## Aim of the exercise
Using the records below, output the stretch that opens with the line containing "#[arg(short, long, global = true)]" and closes with the line containing "#[command(subcommand)]", exactly and including both lines, with nothing more.

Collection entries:
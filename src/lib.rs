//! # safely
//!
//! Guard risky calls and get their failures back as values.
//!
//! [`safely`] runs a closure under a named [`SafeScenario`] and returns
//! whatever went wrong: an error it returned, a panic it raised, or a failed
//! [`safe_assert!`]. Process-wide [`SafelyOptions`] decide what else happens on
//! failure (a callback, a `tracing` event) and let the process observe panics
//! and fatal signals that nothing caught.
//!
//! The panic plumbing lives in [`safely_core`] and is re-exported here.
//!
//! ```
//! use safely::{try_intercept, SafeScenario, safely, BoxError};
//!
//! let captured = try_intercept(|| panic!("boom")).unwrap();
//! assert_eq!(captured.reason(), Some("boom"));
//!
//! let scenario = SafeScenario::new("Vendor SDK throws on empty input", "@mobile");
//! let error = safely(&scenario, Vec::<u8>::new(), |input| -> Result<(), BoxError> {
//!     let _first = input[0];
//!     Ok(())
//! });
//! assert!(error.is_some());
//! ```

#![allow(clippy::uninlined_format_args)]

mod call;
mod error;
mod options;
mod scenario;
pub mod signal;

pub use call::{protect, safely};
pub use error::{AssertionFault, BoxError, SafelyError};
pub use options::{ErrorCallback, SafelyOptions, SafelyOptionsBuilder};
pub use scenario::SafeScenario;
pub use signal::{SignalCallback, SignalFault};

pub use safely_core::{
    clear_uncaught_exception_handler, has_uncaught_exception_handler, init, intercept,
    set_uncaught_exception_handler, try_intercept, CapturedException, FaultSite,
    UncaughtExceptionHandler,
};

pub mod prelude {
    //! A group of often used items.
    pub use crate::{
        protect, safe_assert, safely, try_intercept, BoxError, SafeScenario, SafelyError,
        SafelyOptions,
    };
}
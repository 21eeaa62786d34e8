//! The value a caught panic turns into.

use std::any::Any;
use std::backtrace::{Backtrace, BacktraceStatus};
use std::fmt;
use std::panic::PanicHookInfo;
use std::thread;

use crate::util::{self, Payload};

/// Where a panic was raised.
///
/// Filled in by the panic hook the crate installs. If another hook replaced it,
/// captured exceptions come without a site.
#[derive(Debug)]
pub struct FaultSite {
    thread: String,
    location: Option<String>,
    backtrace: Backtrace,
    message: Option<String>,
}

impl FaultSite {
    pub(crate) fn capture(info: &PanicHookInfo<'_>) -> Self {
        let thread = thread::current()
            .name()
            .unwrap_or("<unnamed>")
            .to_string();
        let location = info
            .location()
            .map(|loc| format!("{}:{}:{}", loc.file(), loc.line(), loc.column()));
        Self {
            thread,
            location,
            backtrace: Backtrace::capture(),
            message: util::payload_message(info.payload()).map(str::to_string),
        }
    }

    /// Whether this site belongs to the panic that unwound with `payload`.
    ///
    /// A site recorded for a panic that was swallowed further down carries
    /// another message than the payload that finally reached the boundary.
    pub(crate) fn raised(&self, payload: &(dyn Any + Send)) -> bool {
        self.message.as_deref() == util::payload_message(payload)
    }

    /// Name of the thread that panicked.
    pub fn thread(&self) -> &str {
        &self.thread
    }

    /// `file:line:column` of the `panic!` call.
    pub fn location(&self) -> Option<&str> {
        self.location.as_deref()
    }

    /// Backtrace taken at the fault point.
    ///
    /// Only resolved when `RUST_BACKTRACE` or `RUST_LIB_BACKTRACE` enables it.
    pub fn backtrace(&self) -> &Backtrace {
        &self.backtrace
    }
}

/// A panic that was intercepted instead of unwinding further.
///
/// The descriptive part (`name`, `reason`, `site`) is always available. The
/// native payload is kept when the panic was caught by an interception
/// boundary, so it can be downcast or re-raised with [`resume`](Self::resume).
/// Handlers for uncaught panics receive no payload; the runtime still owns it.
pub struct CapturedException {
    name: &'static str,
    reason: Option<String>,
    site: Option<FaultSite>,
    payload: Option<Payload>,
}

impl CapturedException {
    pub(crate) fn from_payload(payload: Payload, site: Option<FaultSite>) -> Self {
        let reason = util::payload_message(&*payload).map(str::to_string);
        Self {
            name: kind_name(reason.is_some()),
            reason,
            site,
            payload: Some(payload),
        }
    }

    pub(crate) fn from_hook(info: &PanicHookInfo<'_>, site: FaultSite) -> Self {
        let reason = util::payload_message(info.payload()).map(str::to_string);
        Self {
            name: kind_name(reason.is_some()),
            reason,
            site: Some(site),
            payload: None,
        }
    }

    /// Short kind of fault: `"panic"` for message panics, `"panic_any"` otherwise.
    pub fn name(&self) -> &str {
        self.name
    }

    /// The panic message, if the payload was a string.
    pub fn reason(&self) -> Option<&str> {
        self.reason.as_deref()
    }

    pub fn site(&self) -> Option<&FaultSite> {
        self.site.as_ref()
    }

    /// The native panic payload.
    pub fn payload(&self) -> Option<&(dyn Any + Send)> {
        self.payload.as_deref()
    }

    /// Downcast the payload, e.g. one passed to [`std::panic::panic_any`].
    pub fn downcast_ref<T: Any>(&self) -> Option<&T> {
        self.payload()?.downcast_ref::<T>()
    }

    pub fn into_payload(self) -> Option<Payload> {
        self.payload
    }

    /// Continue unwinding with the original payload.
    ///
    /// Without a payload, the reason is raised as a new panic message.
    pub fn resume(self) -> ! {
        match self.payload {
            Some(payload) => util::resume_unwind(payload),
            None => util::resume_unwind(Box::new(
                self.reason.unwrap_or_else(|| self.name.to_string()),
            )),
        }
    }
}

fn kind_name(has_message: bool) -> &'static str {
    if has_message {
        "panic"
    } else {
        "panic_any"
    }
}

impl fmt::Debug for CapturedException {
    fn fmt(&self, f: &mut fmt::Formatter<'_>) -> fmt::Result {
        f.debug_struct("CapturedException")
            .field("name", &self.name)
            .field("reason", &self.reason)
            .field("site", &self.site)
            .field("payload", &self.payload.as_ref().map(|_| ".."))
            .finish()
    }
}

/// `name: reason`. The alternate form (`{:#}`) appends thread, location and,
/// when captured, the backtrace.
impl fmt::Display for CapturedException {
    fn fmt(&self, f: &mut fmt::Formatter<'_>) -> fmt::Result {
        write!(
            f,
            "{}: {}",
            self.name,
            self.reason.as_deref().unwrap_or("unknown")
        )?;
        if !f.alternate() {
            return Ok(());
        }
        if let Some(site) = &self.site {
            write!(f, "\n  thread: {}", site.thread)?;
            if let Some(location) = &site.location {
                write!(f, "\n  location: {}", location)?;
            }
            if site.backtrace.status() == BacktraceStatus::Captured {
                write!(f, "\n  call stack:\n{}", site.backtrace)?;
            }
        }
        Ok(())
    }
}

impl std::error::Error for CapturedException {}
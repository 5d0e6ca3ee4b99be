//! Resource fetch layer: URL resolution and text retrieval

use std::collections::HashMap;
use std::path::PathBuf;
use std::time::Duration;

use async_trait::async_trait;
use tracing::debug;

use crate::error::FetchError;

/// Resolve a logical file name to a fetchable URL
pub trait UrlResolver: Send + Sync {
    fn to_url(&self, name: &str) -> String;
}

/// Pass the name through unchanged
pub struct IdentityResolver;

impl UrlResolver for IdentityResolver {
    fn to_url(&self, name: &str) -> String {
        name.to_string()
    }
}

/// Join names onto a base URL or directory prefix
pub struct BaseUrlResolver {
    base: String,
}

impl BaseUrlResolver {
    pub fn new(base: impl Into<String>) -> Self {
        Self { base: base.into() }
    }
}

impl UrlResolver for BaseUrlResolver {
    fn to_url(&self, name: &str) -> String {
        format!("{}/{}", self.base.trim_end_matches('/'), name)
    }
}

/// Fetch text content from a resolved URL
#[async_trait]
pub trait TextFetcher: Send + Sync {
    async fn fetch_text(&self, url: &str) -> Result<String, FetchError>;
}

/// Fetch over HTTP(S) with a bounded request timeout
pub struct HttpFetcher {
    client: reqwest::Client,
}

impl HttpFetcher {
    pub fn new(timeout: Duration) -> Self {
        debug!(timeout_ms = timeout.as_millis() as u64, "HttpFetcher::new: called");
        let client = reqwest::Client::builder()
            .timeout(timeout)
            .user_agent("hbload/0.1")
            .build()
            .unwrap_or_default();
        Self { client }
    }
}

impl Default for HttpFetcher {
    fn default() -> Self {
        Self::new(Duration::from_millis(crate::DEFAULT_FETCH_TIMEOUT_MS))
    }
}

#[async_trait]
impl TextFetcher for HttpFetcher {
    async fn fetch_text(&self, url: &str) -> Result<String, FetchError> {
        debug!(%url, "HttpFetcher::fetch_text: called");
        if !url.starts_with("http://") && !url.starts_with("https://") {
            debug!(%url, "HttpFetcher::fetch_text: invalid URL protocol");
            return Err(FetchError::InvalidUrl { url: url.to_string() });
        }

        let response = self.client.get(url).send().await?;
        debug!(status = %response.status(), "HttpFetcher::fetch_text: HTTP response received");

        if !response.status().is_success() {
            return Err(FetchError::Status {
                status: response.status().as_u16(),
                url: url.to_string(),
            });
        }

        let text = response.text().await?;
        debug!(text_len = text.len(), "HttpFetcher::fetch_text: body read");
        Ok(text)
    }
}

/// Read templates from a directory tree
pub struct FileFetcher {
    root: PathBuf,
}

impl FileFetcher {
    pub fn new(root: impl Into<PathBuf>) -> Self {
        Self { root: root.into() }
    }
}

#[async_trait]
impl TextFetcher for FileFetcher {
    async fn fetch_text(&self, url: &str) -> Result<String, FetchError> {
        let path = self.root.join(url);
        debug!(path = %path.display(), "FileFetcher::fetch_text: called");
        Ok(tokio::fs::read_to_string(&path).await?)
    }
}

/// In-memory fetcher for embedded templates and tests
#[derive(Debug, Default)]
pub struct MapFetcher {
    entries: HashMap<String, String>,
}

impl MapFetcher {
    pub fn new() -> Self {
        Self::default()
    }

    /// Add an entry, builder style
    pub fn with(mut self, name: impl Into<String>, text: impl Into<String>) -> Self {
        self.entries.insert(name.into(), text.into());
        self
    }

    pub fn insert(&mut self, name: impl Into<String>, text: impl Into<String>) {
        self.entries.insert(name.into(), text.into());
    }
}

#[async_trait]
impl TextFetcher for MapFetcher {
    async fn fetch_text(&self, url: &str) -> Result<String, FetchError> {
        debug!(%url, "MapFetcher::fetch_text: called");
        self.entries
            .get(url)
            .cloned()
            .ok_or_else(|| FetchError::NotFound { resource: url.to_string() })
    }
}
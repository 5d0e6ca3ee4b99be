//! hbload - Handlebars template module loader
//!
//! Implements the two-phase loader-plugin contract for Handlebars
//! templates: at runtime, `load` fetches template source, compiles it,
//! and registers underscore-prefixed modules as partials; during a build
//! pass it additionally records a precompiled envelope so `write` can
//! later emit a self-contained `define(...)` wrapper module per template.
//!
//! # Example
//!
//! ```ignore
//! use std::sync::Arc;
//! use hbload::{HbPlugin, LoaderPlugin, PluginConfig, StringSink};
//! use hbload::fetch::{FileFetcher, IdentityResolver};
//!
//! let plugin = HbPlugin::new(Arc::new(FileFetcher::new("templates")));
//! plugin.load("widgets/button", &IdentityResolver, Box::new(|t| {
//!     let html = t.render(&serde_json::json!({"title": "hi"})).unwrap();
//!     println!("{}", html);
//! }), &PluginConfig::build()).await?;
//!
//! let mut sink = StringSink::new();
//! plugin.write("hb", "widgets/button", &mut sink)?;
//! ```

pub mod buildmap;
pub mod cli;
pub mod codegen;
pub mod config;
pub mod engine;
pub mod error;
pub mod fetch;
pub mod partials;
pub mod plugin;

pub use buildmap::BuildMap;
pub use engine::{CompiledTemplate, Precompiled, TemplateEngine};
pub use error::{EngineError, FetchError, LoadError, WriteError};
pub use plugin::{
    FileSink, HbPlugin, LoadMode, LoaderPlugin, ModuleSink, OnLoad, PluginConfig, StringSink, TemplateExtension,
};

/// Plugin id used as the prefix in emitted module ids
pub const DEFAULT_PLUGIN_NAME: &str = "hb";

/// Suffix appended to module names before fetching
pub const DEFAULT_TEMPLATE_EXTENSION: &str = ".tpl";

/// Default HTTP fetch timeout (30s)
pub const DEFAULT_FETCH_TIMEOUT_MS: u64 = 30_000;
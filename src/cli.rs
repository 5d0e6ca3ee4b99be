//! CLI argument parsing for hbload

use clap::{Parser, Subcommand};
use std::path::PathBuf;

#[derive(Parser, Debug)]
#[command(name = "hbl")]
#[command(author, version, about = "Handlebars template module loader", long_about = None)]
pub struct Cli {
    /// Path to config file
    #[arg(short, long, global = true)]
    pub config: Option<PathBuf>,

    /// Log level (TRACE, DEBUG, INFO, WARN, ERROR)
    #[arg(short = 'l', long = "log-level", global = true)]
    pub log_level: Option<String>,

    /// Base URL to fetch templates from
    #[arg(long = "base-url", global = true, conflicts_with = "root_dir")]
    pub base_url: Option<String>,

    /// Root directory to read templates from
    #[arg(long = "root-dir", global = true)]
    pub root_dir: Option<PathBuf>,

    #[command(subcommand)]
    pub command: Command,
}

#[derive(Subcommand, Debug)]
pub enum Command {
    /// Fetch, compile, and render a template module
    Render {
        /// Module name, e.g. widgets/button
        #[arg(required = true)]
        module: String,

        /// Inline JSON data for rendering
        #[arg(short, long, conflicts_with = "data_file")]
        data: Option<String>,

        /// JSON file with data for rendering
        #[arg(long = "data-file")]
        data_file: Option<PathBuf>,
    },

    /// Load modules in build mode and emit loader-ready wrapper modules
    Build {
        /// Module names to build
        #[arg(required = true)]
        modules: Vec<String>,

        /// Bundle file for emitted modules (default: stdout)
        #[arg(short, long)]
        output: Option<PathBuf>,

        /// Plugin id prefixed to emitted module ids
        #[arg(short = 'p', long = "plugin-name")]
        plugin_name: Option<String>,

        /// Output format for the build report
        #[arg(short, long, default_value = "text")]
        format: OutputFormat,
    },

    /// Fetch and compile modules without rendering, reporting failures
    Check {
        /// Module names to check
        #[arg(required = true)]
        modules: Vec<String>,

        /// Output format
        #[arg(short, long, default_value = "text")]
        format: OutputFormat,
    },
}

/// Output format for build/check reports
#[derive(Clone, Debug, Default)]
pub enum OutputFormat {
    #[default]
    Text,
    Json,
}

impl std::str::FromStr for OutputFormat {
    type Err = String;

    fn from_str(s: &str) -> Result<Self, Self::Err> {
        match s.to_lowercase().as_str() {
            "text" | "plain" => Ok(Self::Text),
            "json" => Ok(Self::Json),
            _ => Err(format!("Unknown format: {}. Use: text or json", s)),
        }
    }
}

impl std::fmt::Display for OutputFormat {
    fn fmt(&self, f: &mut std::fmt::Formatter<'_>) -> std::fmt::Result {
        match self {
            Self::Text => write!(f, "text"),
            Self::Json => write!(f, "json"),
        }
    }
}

## Expected answer
    #[arg(short, long, global = true)]
    pub config: Option<PathBuf>,

    /// Log level (TRACE, DEBUG, INFO, WARN, ERROR)
    #[arg(short = 'l', long = "log-level", global = true)]
    pub log_level: Option<String>,

    /// Base URL to fetch templates from
    #[arg(long = "base-url", global = true, conflicts_with = "root_dir")]
    pub base_url: Option<String>,

    /// Root directory to read templates from
    #[arg(long = "root-dir", global = true)]
    pub root_dir: Option<PathBuf>,

    #[command(subcommand)]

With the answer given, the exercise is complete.